INPUT MATERIAL:

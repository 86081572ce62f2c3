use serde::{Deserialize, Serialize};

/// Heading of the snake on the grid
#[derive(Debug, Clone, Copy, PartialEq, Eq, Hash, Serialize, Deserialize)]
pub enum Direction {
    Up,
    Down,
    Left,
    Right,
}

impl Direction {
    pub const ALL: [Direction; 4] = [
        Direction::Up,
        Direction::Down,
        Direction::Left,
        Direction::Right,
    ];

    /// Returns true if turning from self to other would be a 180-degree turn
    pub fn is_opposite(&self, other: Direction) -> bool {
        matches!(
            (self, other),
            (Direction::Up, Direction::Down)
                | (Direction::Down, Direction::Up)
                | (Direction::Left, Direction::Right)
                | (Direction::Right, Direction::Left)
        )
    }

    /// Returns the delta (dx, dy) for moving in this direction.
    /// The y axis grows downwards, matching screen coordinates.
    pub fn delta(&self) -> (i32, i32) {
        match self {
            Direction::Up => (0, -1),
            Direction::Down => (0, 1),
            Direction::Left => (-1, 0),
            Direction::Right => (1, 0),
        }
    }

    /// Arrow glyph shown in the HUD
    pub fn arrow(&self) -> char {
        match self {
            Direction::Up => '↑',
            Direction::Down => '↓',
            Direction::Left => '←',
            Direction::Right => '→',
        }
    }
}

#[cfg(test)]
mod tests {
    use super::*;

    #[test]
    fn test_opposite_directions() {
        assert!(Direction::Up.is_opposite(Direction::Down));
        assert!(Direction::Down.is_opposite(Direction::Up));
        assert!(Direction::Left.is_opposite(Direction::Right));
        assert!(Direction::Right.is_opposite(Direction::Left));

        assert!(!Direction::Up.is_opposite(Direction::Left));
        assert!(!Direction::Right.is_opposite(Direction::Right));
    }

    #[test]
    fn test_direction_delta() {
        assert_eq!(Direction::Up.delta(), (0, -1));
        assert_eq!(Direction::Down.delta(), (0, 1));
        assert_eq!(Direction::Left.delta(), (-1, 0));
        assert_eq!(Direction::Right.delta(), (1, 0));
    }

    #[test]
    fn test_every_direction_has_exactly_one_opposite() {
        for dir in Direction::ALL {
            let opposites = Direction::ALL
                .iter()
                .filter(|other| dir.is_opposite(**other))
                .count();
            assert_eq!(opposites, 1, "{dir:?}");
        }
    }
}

TASK DETAILS: What is the number of lines in the data above that contain the word "Right"? Report the figure only.

SOLUTION TO THIS PROBLEM: 10